Written by Javier Soltero
April 6th, 2007 | 1 Comment | Posted in Hyperic HQ, IT Industry, Javiers Blog

I just got off the phone with Jack Loftus, of TechTarget, and he was asking me some very pointed and insightful questions on open source business models. I’m sure he felt my enthusiasm on the subject as I highlighted some of the antiquated theories of what makes a good Open Source company and good Open Source business model. Mind you, I’m not interested in debating over the “One True Definition of Open Source™”. I’ll leave that to the fanboys. My conversation with Jack got me really pumped so I decided to write it down some additional thoughts in more detail. (Jack’s interview covered way more then that, so I don’t think I am ‘scooping’ his story in any way!)

Let me break out the real differences between the types of Open Source projects out there, and I will let you decide what kind of project you prefer.

Open Source 1997 — software available for the public domain generally built by users trying to solve a problem they have and offer up their solution in case someone else can use it. This is great, but it inadvertedly created two fundamental problems. One, in order to adopt the solution, you’d have to get your hands quite dirty. For example… step 1: untar the source step 2: ./configure step 3: make && make install. The software may not have designed by an engineer with an eye for ease of use, adoption, and reuse. In other words, it was not ‘productized’. This is OK, but it makes the tool generally awkward to adopt. The second problem is that it’s incomplete. It solved one users problem, and maybe a class of users can get mileage out of it. But it was designed as a band aid, not as an innovative, well thought out, BETTER solution to the problem. Maybe it copied old expensive software in the market place and made it a cheap alternative. Maybe it introduced a new approach, but left the barrier of adoption too high because, after all, who doesnt know how to compile stuff, right? Regardless, the end result is a hard to use, incomplete tool. So, two things now happen. Either it muddles its way out there in the ether, or a commercial company comes up behind it to commoditize it. They do this by persisting the idea that its hard to use and incomplete. Why? Because they sell services to address that problem. They are more then happy to perpetuate this hard to use model, and foster a dependency on themselves. Ultimately the user still gets that cheaper solution then the big proprietary option. But its definitely not better.

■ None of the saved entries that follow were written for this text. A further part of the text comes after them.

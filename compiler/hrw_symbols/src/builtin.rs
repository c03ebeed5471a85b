//! The shipped header-rewrite vocabulary.
//!
//! Adding a symbol requires only adding a row here. Where several hrw4u
//! spellings share one primitive, exactly one is round-trippable per section;
//! the others are marked `alias()`, and `REVERSE_ALIASES` picks the spelling
//! the decompiler produces in each section.

use hrw_ir::{SectionSet, SymbolKind};

use crate::params::{Arity, MapParams, OpModifiers, OpTemplate, SuffixGroup, ValueCheck};
use crate::table::{ReverseAlias, TableData};

const HTTP: SectionSet = SectionSet::HTTP;
const CLIENT_REQUEST: SectionSet = SectionSet::CLIENT_REQUEST;
/// Hooks where the origin request is still being built.
const UPSTREAM_REQUEST: SectionSet = SectionSet::CLIENT_REQUEST.union(SectionSet::SEND_REQUEST);
/// Hooks where a response to the client exists.
const CLIENT_RESPONSE: SectionSet = SectionSet::READ_RESPONSE
    .union(SectionSet::SEND_RESPONSE)
    .union(SectionSet::TXN_CLOSE);

const HEADER_OPS: OpTemplate = OpTemplate::keyed("set-header", "rm-header", Some("add-header"));
const COOKIE_OPS: OpTemplate = OpTemplate::keyed("set-cookie", "rm-cookie", Some("add-cookie"));
const URL_OPS: OpTemplate = OpTemplate::keyed("set-destination", "rm-destination", None);

const STATUS_CODE: ValueCheck = ValueCheck::Int { min: 100, max: 599 };

/// Every table the built-in resolvers use.
pub static DATA: TableData = TableData {
    conditions: CONDITIONS,
    operators: OPERATORS,
    functions: FUNCTIONS,
    statements: STATEMENTS,
    reverse_aliases: REVERSE_ALIASES,
};

pub const CONDITIONS: &[MapParams] = &[
    // Addresses
    MapParams::new("inbound.ip", "%{IP:CLIENT}").with_doc("Client IP address."),
    MapParams::new("inbound.server", "%{IP:INBOUND}").with_doc("Local address the client connected to."),
    MapParams::new("outbound.ip", "%{IP:SERVER}")
        .only_in(HTTP)
        .with_doc("Origin server IP address."),
    MapParams::new("outbound.server", "%{IP:OUTBOUND}")
        .only_in(HTTP)
        .with_doc("Local address of the origin connection."),
    // Request line and status
    MapParams::new("inbound.method", "%{METHOD}")
        .only_in(HTTP)
        .with_doc("Client request method."),
    MapParams::new("outbound.method", "%{METHOD}")
        .only_in(UPSTREAM_REQUEST)
        .alias(),
    MapParams::new("inbound.status", "%{STATUS}")
        .only_in(HTTP)
        .with_doc("HTTP status code of the transaction response."),
    MapParams::new("outbound.status", "%{STATUS}").only_in(HTTP).alias(),
    // Time and connection state
    MapParams::new("now", "%{NOW}").with_doc("Current time, seconds since the epoch."),
    MapParams::new("now.", "%{NOW:")
        .with_upper(SuffixGroup::Date)
        .with_doc("Component of the current local time."),
    MapParams::new("tcp.info", "%{TCP-INFO}").with_doc("TCP statistics for the client connection."),
    MapParams::new("capture.", "%{LAST-CAPTURE:")
        .with_suffix(SuffixGroup::Capture)
        .with_doc("Capture group of the last regular expression match."),
    MapParams::new("geo.", "%{GEO:")
        .with_upper(SuffixGroup::Geo)
        .with_doc("Geolocation of the client address."),
    MapParams::new("id.", "%{ID:")
        .with_upper(SuffixGroup::Id)
        .with_doc("Request, process or unique identifier."),
    MapParams::new("http.cntl.", "%{HTTP-CNTL:")
        .only_in(HTTP)
        .with_upper(SuffixGroup::HttpCntl)
        .negatable()
        .with_doc("Transaction control flag."),
    // Connections and certificates
    MapParams::new("inbound.conn.", "%{INBOUND:")
        .with_upper(SuffixGroup::Conn)
        .negatable()
        .with_doc("Property of the client connection."),
    MapParams::new("inbound.conn.client-cert.", "%{INBOUND:CLIENT-CERT:")
        .with_upper(SuffixGroup::Cert)
        .with_doc("Field of the certificate presented by the client."),
    MapParams::new("inbound.conn.server-cert.", "%{INBOUND:SERVER-CERT:")
        .with_upper(SuffixGroup::Cert)
        .with_doc("Field of the certificate presented to the client."),
    MapParams::new("inbound.conn.client-cert.san.", "%{INBOUND:CLIENT-CERT:SAN:")
        .with_upper(SuffixGroup::San)
        .with_doc("Subject alternative name of the client certificate."),
    MapParams::new("inbound.conn.client-cert.SAN.", "%{INBOUND:CLIENT-CERT:SAN:")
        .with_upper(SuffixGroup::San)
        .alias(),
    MapParams::new("inbound.conn.server-cert.san.", "%{INBOUND:SERVER-CERT:SAN:")
        .with_upper(SuffixGroup::San)
        .with_doc("Subject alternative name of the server certificate."),
    MapParams::new("inbound.conn.server-cert.SAN.", "%{INBOUND:SERVER-CERT:SAN:")
        .with_upper(SuffixGroup::San)
        .alias(),
    MapParams::new("outbound.conn.", "%{OUTBOUND:")
        .only_in(HTTP)
        .with_upper(SuffixGroup::Conn)
        .negatable()
        .with_doc("Property of the origin connection."),
    MapParams::new("outbound.conn.client-cert.", "%{OUTBOUND:CLIENT-CERT:")
        .only_in(HTTP)
        .with_upper(SuffixGroup::Cert),
    MapParams::new("outbound.conn.server-cert.", "%{OUTBOUND:SERVER-CERT:")
        .only_in(HTTP)
        .with_upper(SuffixGroup::Cert),
    MapParams::new("outbound.conn.client-cert.san.", "%{OUTBOUND:CLIENT-CERT:SAN:")
        .only_in(HTTP)
        .with_upper(SuffixGroup::San),
    MapParams::new("outbound.conn.client-cert.SAN.", "%{OUTBOUND:CLIENT-CERT:SAN:")
        .only_in(HTTP)
        .with_upper(SuffixGroup::San)
        .alias(),
    MapParams::new("outbound.conn.server-cert.san.", "%{OUTBOUND:SERVER-CERT:SAN:")
        .only_in(HTTP)
        .with_upper(SuffixGroup::San),
    MapParams::new("outbound.conn.server-cert.SAN.", "%{OUTBOUND:SERVER-CERT:SAN:")
        .only_in(HTTP)
        .with_upper(SuffixGroup::San)
        .alias(),
    // Headers and cookies
    MapParams::new("inbound.req.", "%{CLIENT-HEADER:")
        .only_in(HTTP)
        .negatable()
        .with_doc("Client request header."),
    MapParams::new("inbound.resp.", "%{HEADER:")
        .only_in(CLIENT_RESPONSE)
        .negatable()
        .alias()
        .with_doc("Header of the response sent to the client."),
    MapParams::new("outbound.req.", "%{HEADER:")
        .only_in(UPSTREAM_REQUEST)
        .negatable()
        .alias()
        .with_doc("Header of the request sent to the origin."),
    MapParams::new("outbound.resp.", "%{HEADER:")
        .only_in(HTTP)
        .negatable()
        .alias()
        .with_doc("Header of the origin response."),
    MapParams::new("inbound.cookie.", "%{COOKIE:")
        .only_in(HTTP)
        .negatable()
        .with_doc("Client request cookie."),
    MapParams::new("outbound.cookie.", "%{COOKIE:")
        .only_in(HTTP)
        .negatable()
        .alias(),
    // URLs
    MapParams::new("inbound.url.", "%{CLIENT-URL:")
        .only_in(HTTP)
        .with_upper(SuffixGroup::Url)
        .with_doc("Component of the client request URL."),
    MapParams::new("outbound.url.", "%{NEXT-HOP:")
        .only_in(UPSTREAM_REQUEST)
        .with_upper(SuffixGroup::Url)
        .with_doc("Component of the next-hop URL."),
    MapParams::new("from.url.", "%{FROM-URL:")
        .only_in(HTTP)
        .with_upper(SuffixGroup::Url)
        .with_doc("Component of the remap rule's source URL."),
    MapParams::new("to.url.", "%{TO-URL:")
        .with_upper(SuffixGroup::Url)
        .with_doc("Component of the remap rule's target URL."),
];

pub const OPERATORS: &[MapParams] = &[
    MapParams::operator("http.cntl.", OpTemplate::value("set-http-cntl"))
        .only_in(HTTP)
        .with_upper(SuffixGroup::HttpCntl)
        .with_value(ValueCheck::Bool)
        .with_doc("Turn a transaction control flag on or off."),
    MapParams::operator("http.status", OpTemplate::value("set-status"))
        .only_in(HTTP)
        .with_value(STATUS_CODE)
        .with_doc("Set the response status code."),
    MapParams::operator("http.status.reason", OpTemplate::value("set-status-reason"))
        .only_in(HTTP)
        .with_doc("Set the response reason phrase."),
    MapParams::operator("inbound.status", OpTemplate::value("set-status"))
        .only_in(HTTP)
        .with_value(STATUS_CODE)
        .alias(),
    MapParams::operator("inbound.status.reason", OpTemplate::value("set-status-reason"))
        .only_in(HTTP)
        .alias(),
    MapParams::operator("outbound.status", OpTemplate::value("set-status"))
        .only_in(HTTP)
        .with_value(STATUS_CODE)
        .alias(),
    MapParams::operator("outbound.status.reason", OpTemplate::value("set-status-reason"))
        .only_in(HTTP)
        .alias(),
    MapParams::operator("inbound.conn.dscp", OpTemplate::value("set-conn-dscp"))
        .only_in(HTTP)
        .with_value(ValueCheck::Int { min: 0, max: 63 })
        .with_doc("Set the DSCP value of the client connection."),
    MapParams::operator("inbound.conn.mark", OpTemplate::value("set-conn-mark"))
        .only_in(HTTP)
        .with_value(ValueCheck::Int {
            min: 0,
            max: 4_294_967_295,
        })
        .with_doc("Set the packet mark of the client connection."),
    MapParams::operator("outbound.conn.dscp", OpTemplate::value("set-conn-dscp"))
        .only_in(CLIENT_REQUEST)
        .with_value(ValueCheck::Int { min: 0, max: 63 })
        .alias(),
    MapParams::operator("outbound.conn.mark", OpTemplate::value("set-conn-mark"))
        .only_in(CLIENT_REQUEST)
        .with_value(ValueCheck::Int {
            min: 0,
            max: 4_294_967_295,
        })
        .alias(),
    MapParams::operator("inbound.resp.body", OpTemplate::value("set-body"))
        .only_in(HTTP)
        .with_doc("Replace the response body."),
    // Headers
    MapParams::operator("inbound.req.", HEADER_OPS)
        .only_in(HTTP)
        .alias()
        .with_doc("Set, append to or remove a client request header."),
    MapParams::operator("inbound.resp.", HEADER_OPS)
        .only_in(CLIENT_RESPONSE)
        .alias()
        .with_doc("Set, append to or remove a client response header."),
    MapParams::operator("outbound.req.", HEADER_OPS)
        .only_in(UPSTREAM_REQUEST)
        .alias()
        .with_doc("Set, append to or remove an origin request header."),
    MapParams::operator("outbound.resp.", HEADER_OPS)
        .only_in(HTTP)
        .alias()
        .with_doc("Set, append to or remove an origin response header."),
    // Cookies and URLs
    MapParams::operator("inbound.cookie.", COOKIE_OPS)
        .only_in(HTTP)
        .with_doc("Set, append to or remove a client request cookie."),
    MapParams::operator("outbound.cookie.", COOKIE_OPS)
        .only_in(HTTP)
        .alias(),
    MapParams::operator("inbound.url.", URL_OPS)
        .only_in(HTTP)
        .with_upper(SuffixGroup::Url)
        .with_doc("Rewrite or remove a component of the request URL."),
    MapParams::operator("outbound.url.", URL_OPS)
        .only_in(UPSTREAM_REQUEST)
        .with_upper(SuffixGroup::Url)
        .alias(),
];

pub const FUNCTIONS: &[MapParams] = &[
    MapParams::new("access", "ACCESS")
        .with_arity(1, 1)
        .with_doc("True if the file at the given path exists."),
    MapParams::new("cache", "CACHE").with_doc("Cache lookup result: miss, hit-stale, hit-fresh or skipped."),
    MapParams::new("cidr", "CIDR")
        .with_arity(1, 2)
        .with_doc("Client address masked to the given IPv4 and IPv6 prefix lengths."),
    MapParams::new("internal", "INTERNAL-TRANSACTION")
        .negatable()
        .with_doc("True for transactions originated inside the proxy."),
    MapParams::new("random", "RANDOM")
        .with_arity(1, 1)
        .with_doc("Random number from 0 up to, but not including, the argument."),
    MapParams::new("ssn-txn-count", "SSN-TXN-COUNT").with_doc("Transactions seen on the client session."),
    MapParams::new("txn-count", "TXN-COUNT").with_doc("Transactions seen on the origin connection."),
];

pub const STATEMENTS: &[MapParams] = &[
    MapParams::operator("add-header", OpTemplate::call("add-header"))
        .only_in(HTTP)
        .with_arity(2, 2)
        .alias()
        .with_doc("Append a header value."),
    MapParams::operator("counter", OpTemplate::call("counter"))
        .with_arity(1, 1)
        .with_doc("Increment a statistics counter."),
    MapParams::operator("keep_query", OpTemplate::call_with("rm-destination", &["QUERY"], OpModifiers::INV))
        .only_in(HTTP)
        .with_arity(1, 1)
        .with_doc("Keep only the listed query parameters."),
    MapParams::operator("no-op", OpTemplate::call("no-op")).with_doc("Do nothing."),
    MapParams::operator("remove_query", OpTemplate::call_with("rm-destination", &["QUERY"], OpModifiers::empty()))
        .only_in(HTTP)
        .with_arity(1, 1)
        .with_doc("Remove the listed query parameters."),
    MapParams::operator("run-plugin", OpTemplate::call("run-plugin"))
        .only_in(HTTP)
        .with_arity(1, Arity::VARIADIC)
        .with_doc("Run a remap plugin with the given arguments."),
    MapParams::operator("set-body-from", OpTemplate::call("set-body-from"))
        .only_in(HTTP)
        .with_arity(1, 1)
        .with_doc("Fetch the response body from a URL."),
    MapParams::operator("set-cc-alg", OpTemplate::call("set-cc-alg"))
        .only_in(HTTP)
        .with_arity(1, 1)
        .with_doc("Set the congestion control algorithm of the client connection."),
    MapParams::operator("set-config", OpTemplate::call("set-config"))
        .only_in(HTTP)
        .with_arity(2, 2)
        .with_doc("Override a configuration variable for this transaction."),
    MapParams::operator("set-debug", OpTemplate::call("set-debug")).with_doc("Enable debugging for this transaction."),
    MapParams::operator("set-effective-address", OpTemplate::call("set-effective-address"))
        .only_in(HTTP)
        .with_arity(1, 1)
        .with_doc("Override the client address used by later plugins."),
    MapParams::operator("set-plugin-cntl", OpTemplate::call("set-plugin-cntl"))
        .only_in(HTTP)
        .with_arity(2, 2)
        .with_doc("Set a plugin control option."),
    MapParams::operator("set-redirect", OpTemplate::call("set-redirect"))
        .only_in(HTTP)
        .with_arity(2, 2)
        .with_doc("Redirect the client with the given status and URL."),
    MapParams::operator("skip-remap", OpTemplate::call("skip-remap"))
        .only_in(SectionSet::PRE_REMAP.union(SectionSet::READ_REQUEST))
        .with_arity(1, 1)
        .with_doc("Skip remap processing for this transaction."),
];

/// Per-section spellings for primitives shared by several aliases.
pub const REVERSE_ALIASES: &[ReverseAlias] = &[
    // %{HEADER:...} means the client request before the origin is contacted.
    ReverseAlias::new(SymbolKind::Condition, "inbound.req.", CLIENT_REQUEST).with_primitive("%{HEADER:"),
    ReverseAlias::new(SymbolKind::Condition, "outbound.req.", SectionSet::SEND_REQUEST),
    ReverseAlias::new(SymbolKind::Condition, "outbound.resp.", SectionSet::READ_RESPONSE),
    ReverseAlias::new(
        SymbolKind::Condition,
        "inbound.resp.",
        SectionSet::SEND_RESPONSE.union(SectionSet::TXN_CLOSE),
    ),
    ReverseAlias::new(SymbolKind::Operator, "inbound.req.", CLIENT_REQUEST),
    ReverseAlias::new(SymbolKind::Operator, "outbound.req.", SectionSet::SEND_REQUEST),
    ReverseAlias::new(SymbolKind::Operator, "outbound.resp.", SectionSet::READ_RESPONSE),
    ReverseAlias::new(
        SymbolKind::Operator,
        "inbound.resp.",
        SectionSet::SEND_RESPONSE.union(SectionSet::TXN_CLOSE),
    ),
];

This is the common mentality of lackluster open source proprietors out there. They earn a bad rep for the company and put misguided ammunition in the hands of people who like to throw FUD on Open Source projects all around. It does however, give Dave Rosenberg amusing fodder to tear down those perceptions rather publicly in his blog

Here’s what’s really needed…

Open Source 2007 — innovative, easy to adopt software solutions, purpose-built for solving problems of scale. Scale being both the market size and the customer size. Designed for easy deployment, usage, and extensibilty – these software projects ultimately will be longer lived and more relevant at the end of the day. But they’re not incomplete and hard to use, so how can you make money? I get back to that little word at the beginning – scale. In open source, you design your projects so that 99.9% of your users are satisfied with what you give them and they are able to make their own judgement on whether the product meets their need. No sales pressure, no POC’s, no time-bombed trials. They may choose to join the community and give back, but they are essentially using the software for free. Most educated consumers of open source technology know that it’s not about the cost of the software, it’s about where the value is. The portion of users that have a larger scale problem and typically have a couple layers of management involved can get the front office, upstream folks to pay a modest fee. This is how successful companies like Jaspersoft and a number of others have been doing it for some time. They provide very flexible, standard reports for end users, and charge once the higher ups want more complex reporting authoring. This is how we do it, complete for the end user – but once senior management wants to enforce more complex management rules — we ask them to pay, and they usually do, happily. After all, they were budgeting to have to pay non-open source competitors anyway. The reason they’re happy to pay is because they know that there has to be a trade between the consumer and the provider in order for the relationship to really work. In mission critical computing environments, it has to work. Period.

BTW: As an aside, in case you haven’t been out on our forums lately, we’re serious about our respect for Jasper. We just entered an agreement two weeks ago and started a project with them. Because we’re both oriented to this type of flexibility and value creation, we’re about halfway through our phase 1 of integrating JasperReports into our Open Source summer release. We should have the first result for community review in about a week. Now that’s just cool!